En 2014, ce travail a donné lieu à deux (remarquables) reportages de Charlotte Perry sur France Inter.
Il va de soi que les autonomistes bretons (et notamment, détail intéressant, les autonomistes qui se disent de gauche) n’ont eu de cesse que de nier la présence du Bezen Perrot à Bourbriac, puis à Garzonval. De longues polémiques s’en sont suivi, comme de coutume, dès qu’une voix dissidente ose se faire entendre. Pour finir, tous les historiens sérieux admettent à présent le rôle joué par ces militants nationalistes enrôlés sous uniforme de la Waffen SS.
La question posée par l’occultation de leur rôle aurait dû être un objet de réflexion. C’est d’ailleurs cette réflexion que la polémique déclenchée par les autonomistes avait pour but d’empêcher – rien là que de banal, encore une fois. Or, cinq ans après, force est de constater que non seulement aucune réflexion n’a pu avoir lieu mais la simple mention du rôle joué par le Bezen Perrot a disparu de la cérémonie comme de tous les commentaires.

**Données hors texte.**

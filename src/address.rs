//! Canonical address, mask and network types, and coercion from the
//! address-like types of `std::net`.

use crate::error::{Error, Result, Version};
use crate::ipv4::IPV4_LEN;
use crate::ipv6::IPV6_LEN;
use lazy_static::lazy_static;
use regex::Regex;
use std::fmt::{Display, Error as FmtError, Formatter};
use std::net::{IpAddr, Ipv4Addr, Ipv6Addr, SocketAddr, SocketAddrV4, SocketAddrV6};
use std::str::FromStr;

/// An IP address as big-endian octets. The width decides the version.
///
/// Ordering compares IPv4 before IPv6, then by integer value.
#[derive(Clone, Copy, Debug, Eq, PartialEq, Hash, PartialOrd, Ord)]
pub enum Address {
    V4([u8; IPV4_LEN]),
    V6([u8; IPV6_LEN]),
}

impl Address {
    /// Copies a raw 4 or 16 byte address. Any other width is not an address.
    pub fn from_octets(octets: &[u8]) -> Option<Self> {
        match octets.len() {
            IPV4_LEN => {
                let mut v = [0u8; IPV4_LEN];
                v.copy_from_slice(octets);
                Some(Address::V4(v))
            }
            IPV6_LEN => {
                let mut v = [0u8; IPV6_LEN];
                v.copy_from_slice(octets);
                Some(Address::V6(v))
            }
            _ => None,
        }
    }

    pub fn octets(&self) -> &[u8] {
        match self {
            Address::V4(v) => &v[..],
            Address::V6(v) => &v[..],
        }
    }

    fn octets_mut(&mut self) -> &mut [u8] {
        match self {
            Address::V4(v) => &mut v[..],
            Address::V6(v) => &mut v[..],
        }
    }

    pub fn version(&self) -> Version {
        match self {
            Address::V4(_) => Version::V4,
            Address::V6(_) => Version::V6,
        }
    }

    pub fn is_v4(&self) -> bool {
        self.version() == Version::V4
    }

    pub fn is_v6(&self) -> bool {
        self.version() == Version::V6
    }

    /// The following address, see [`increment`].
    pub fn next(&self) -> Address {
        increment(self)
    }

    /// Keeps only the bits set in `mask`, `None` when the widths differ.
    pub fn mask(&self, mask: &Mask) -> Option<Address> {
        self.combine(mask, |a, m| a & m)
    }

    /// Sets every bit not covered by `mask`, `None` when the widths differ.
    pub fn fill_host(&self, mask: &Mask) -> Option<Address> {
        self.combine(mask, |a, m| a | !m)
    }

    fn combine(&self, mask: &Mask, op: fn(u8, u8) -> u8) -> Option<Address> {
        if self.version() != mask.version() {
            return None;
        }
        let mut out = *self;
        for (a, m) in out.octets_mut().iter_mut().zip(mask.octets()) {
            *a = op(*a, *m);
        }
        Some(out)
    }
}

/// Adds one to the address read as a big-endian integer.
/// The carry runs from the last octet to the first and wraps past the top.
pub fn increment(ip: &Address) -> Address {
    let mut next = *ip;
    for v in next.octets_mut().iter_mut().rev() {
        *v = v.wrapping_add(1);
        if *v > 0 {
            break;
        }
    }
    next
}

impl Display for Address {
    fn fmt(&self, f: &mut Formatter) -> std::result::Result<(), FmtError> {
        write!(f, "{}", IpAddr::from(*self))
    }
}

impl FromStr for Address {
    type Err = Error;
    fn from_str(s: &str) -> Result<Self> {
        s.parse::<IpAddr>()
            .map(Address::from)
            .map_err(|_| Error::InvalidIp(s.to_owned()))
    }
}

impl From<Ipv4Addr> for Address {
    fn from(ip: Ipv4Addr) -> Self {
        Address::V4(ip.octets())
    }
}

impl From<Ipv6Addr> for Address {
    fn from(ip: Ipv6Addr) -> Self {
        Address::V6(ip.octets())
    }
}

impl From<IpAddr> for Address {
    fn from(ip: IpAddr) -> Self {
        match ip {
            IpAddr::V4(v) => v.into(),
            IpAddr::V6(v) => v.into(),
        }
    }
}

impl From<Address> for IpAddr {
    fn from(ip: Address) -> Self {
        match ip {
            Address::V4(v) => IpAddr::V4(Ipv4Addr::from(v)),
            Address::V6(v) => IpAddr::V6(Ipv6Addr::from(v)),
        }
    }
}

/// A CIDR mask: the high `prefix_len` bits set, the rest clear.
///
/// Only contiguous masks can be built, so the last address of a network is
/// always its first address with the host bits set.
#[derive(Clone, Copy, Debug, Eq, PartialEq, Hash)]
pub struct Mask(pub(crate) Address);

impl Mask {
    pub fn new(octets: &[u8]) -> Result<Self> {
        let bits =
            Address::from_octets(octets).ok_or_else(|| Error::InvalidMaskWidth(hex(octets)))?;
        let mask = Mask(bits);
        let width = mask.version().width() * 8;
        let host = !to_u128(&bits) & (u128::MAX >> (128 - width));
        if host & host.wrapping_add(1) != 0 {
            return Err(Error::InvalidMask {
                version: mask.version(),
                mask: mask.to_string(),
            });
        }
        Ok(mask)
    }

    /// Mask with the first `len` bits set.
    pub fn from_prefix(version: Version, len: u8) -> Result<Self> {
        let width = (version.width() * 8) as u32;
        let len = u32::from(len);
        if len > width {
            return Err(Error::InvalidMask {
                version,
                mask: format!("/{}", len),
            });
        }
        let value = if len == 0 { 0 } else { u128::MAX << (128 - len) };
        let octets = value.to_be_bytes();
        Ok(Mask(match version {
            Version::V4 => Address::V4([octets[0], octets[1], octets[2], octets[3]]),
            Version::V6 => Address::V6(octets),
        }))
    }

    pub fn prefix_len(&self) -> u8 {
        self.octets().iter().map(|v| v.count_ones() as u8).sum()
    }

    pub fn octets(&self) -> &[u8] {
        self.0.octets()
    }

    pub fn version(&self) -> Version {
        self.0.version()
    }
}

fn hex(octets: &[u8]) -> String {
    octets.iter().map(|v| format!("{:02x}", v)).collect()
}

pub(crate) fn to_u128(ip: &Address) -> u128 {
    ip.octets()
        .iter()
        .fold(0u128, |acc, v| (acc << 8) | u128::from(*v))
}

impl Display for Mask {
    fn fmt(&self, f: &mut Formatter) -> std::result::Result<(), FmtError> {
        write!(f, "{}", hex(self.octets()))
    }
}

/// An address paired with a mask.
///
/// The address keeps its host bits; [`Network::network`] clears them.
/// Widths are not checked here: enumeration rejects a mask of the wrong
/// version.
#[derive(Clone, Copy, Debug, Eq, PartialEq, Hash)]
pub struct Network {
    addr: Address,
    mask: Mask,
}

impl Network {
    pub fn new(addr: Address, mask: Mask) -> Self {
        Network { addr, mask }
    }

    pub fn with_prefix(addr: Address, len: u8) -> Result<Self> {
        Ok(Network::new(addr, Mask::from_prefix(addr.version(), len)?))
    }

    /// Builds a network from raw octets, as found in socket structures.
    pub fn from_octets(ip: &[u8], mask: &[u8]) -> Result<Self> {
        let addr = Address::from_octets(ip).ok_or_else(|| Error::InvalidIp(hex(ip)))?;
        Ok(Network::new(addr, Mask::new(mask)?))
    }

    pub fn addr(&self) -> Address {
        self.addr
    }

    pub fn mask(&self) -> Mask {
        self.mask
    }

    pub fn prefix_len(&self) -> u8 {
        self.mask.prefix_len()
    }

    /// First address of the block, `None` when the mask has another width.
    pub fn network(&self) -> Option<Address> {
        self.addr.mask(&self.mask)
    }

    /// Last address of the block, `None` when the mask has another width.
    pub fn last(&self) -> Option<Address> {
        self.network().and_then(|ip| ip.fill_host(&self.mask))
    }

    pub fn contains<T: AsAddress>(&self, ip: T) -> bool {
        match (ip.as_address().and_then(|ip| ip.mask(&self.mask)), self.network()) {
            (Some(a), Some(b)) => a == b,
            _ => false,
        }
    }
}

impl FromStr for Network {
    type Err = Error;
    fn from_str(s: &str) -> Result<Self> {
        lazy_static! {
            static ref RE: Regex =
                Regex::new(r"^([0-9A-Fa-f:.]+)/([0-9]{1,3})$").expect("Not possible");
        }
        match RE.captures(s) {
            Some(ref v) => {
                let (ip, len) = match (v.get(1), v.get(2)) {
                    (Some(ip), Some(len)) => (ip.as_str(), len.as_str()),
                    _ => return Err(Error::InvalidNetwork(s.to_owned())),
                };
                let addr = ip.parse::<Address>()?;
                let len = len
                    .parse::<u8>()
                    .map_err(|_| Error::InvalidNetwork(s.to_owned()))?;
                Network::with_prefix(addr, len)
            }
            _ => Err(Error::InvalidNetwork(s.to_owned())),
        }
    }
}

impl Display for Network {
    fn fmt(&self, f: &mut Formatter) -> std::result::Result<(), FmtError> {
        write!(f, "{}/{}", self.addr, self.prefix_len())
    }
}

/// Anything that carries an IP address.
///
/// `None` means "not an address", which is a normal outcome and not an error.
pub trait AsAddress {
    fn as_address(&self) -> Option<Address>;
}

/// Normalises any address-like value to an [`Address`].
pub fn coerce<T: AsAddress>(ip: T) -> Option<Address> {
    ip.as_address()
}

impl AsAddress for Address {
    fn as_address(&self) -> Option<Address> {
        Some(*self)
    }
}

impl AsAddress for IpAddr {
    fn as_address(&self) -> Option<Address> {
        Some((*self).into())
    }
}

impl AsAddress for Ipv4Addr {
    fn as_address(&self) -> Option<Address> {
        Some((*self).into())
    }
}

impl AsAddress for Ipv6Addr {
    fn as_address(&self) -> Option<Address> {
        Some((*self).into())
    }
}

impl AsAddress for SocketAddr {
    fn as_address(&self) -> Option<Address> {
        Some(self.ip().into())
    }
}

impl AsAddress for SocketAddrV4 {
    fn as_address(&self) -> Option<Address> {
        Some((*self.ip()).into())
    }
}

impl AsAddress for SocketAddrV6 {
    fn as_address(&self) -> Option<Address> {
        Some((*self.ip()).into())
    }
}

impl AsAddress for Network {
    fn as_address(&self) -> Option<Address> {
        Some(self.addr)
    }
}

impl AsAddress for str {
    fn as_address(&self) -> Option<Address> {
        self.parse().ok()
    }
}

impl AsAddress for String {
    fn as_address(&self) -> Option<Address> {
        self.as_str().as_address()
    }
}

impl AsAddress for [u8] {
    fn as_address(&self) -> Option<Address> {
        Address::from_octets(self)
    }
}

impl AsAddress for [u8; IPV4_LEN] {
    fn as_address(&self) -> Option<Address> {
        Some(Address::V4(*self))
    }
}

impl AsAddress for [u8; IPV6_LEN] {
    fn as_address(&self) -> Option<Address> {
        Some(Address::V6(*self))
    }
}

impl<T: AsAddress> AsAddress for Option<T> {
    fn as_address(&self) -> Option<Address> {
        self.as_ref().and_then(AsAddress::as_address)
    }
}

impl<T: AsAddress + ?Sized> AsAddress for &T {
    fn as_address(&self) -> Option<Address> {
        (**self).as_address()
    }
}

Voici la formulation officielle relayée par la presse :
En juillet 1944, l’armée allemande, aidée par la milice française, investit un périmètre compris entre les communes de Plouguernével, Saint-Nicolas-du-Pélem, Peumerit-Quintin et Sainte-Tréphine. Les maquisards, très présents dans le secteur, attendaient un parachutage. Encerclés, sept résistants sont arrêtés et conduits à Bourbriac pour y être interrogés. Ils y resteront jusqu’au 16 juillet. Torturés, ils seront achevés d’une balle dans la tête, aux alentours de Garzonval. Le jour de leurs obsèques, alors que les occupants avaient interdit à la population du village d’assister à l’enterrement, l’église était pleine et La Marseillaise y a retenti.
L’armée allemande est forcément aidée par la « milice française » : tout est bon dans le Breton et il est utile de nos jours de dénoncer le pétainisme qui représente une grave menace. En revanche, le nationalisme breton ne mérite pas d’être pris en compte. La défense du Bezen Perrot par les identitaires, dont Boris Le Lay qui s’en prenait naguère encore à la crémonie de Garzonval, les essais du nommé Mervin, qui tente par tous les moyens de salir la mémoire des résistants tués à Garzonval, rien de cela ne mérite un mot. Pas trace du Bezen Perrot à Garzonval. Il n’a pas fallu cinq ans pour effacer les recherches qui dérangeaient. La cérémonie a lieu au nom du « devoir de mémoire » – un devoir de mémoire sélectif.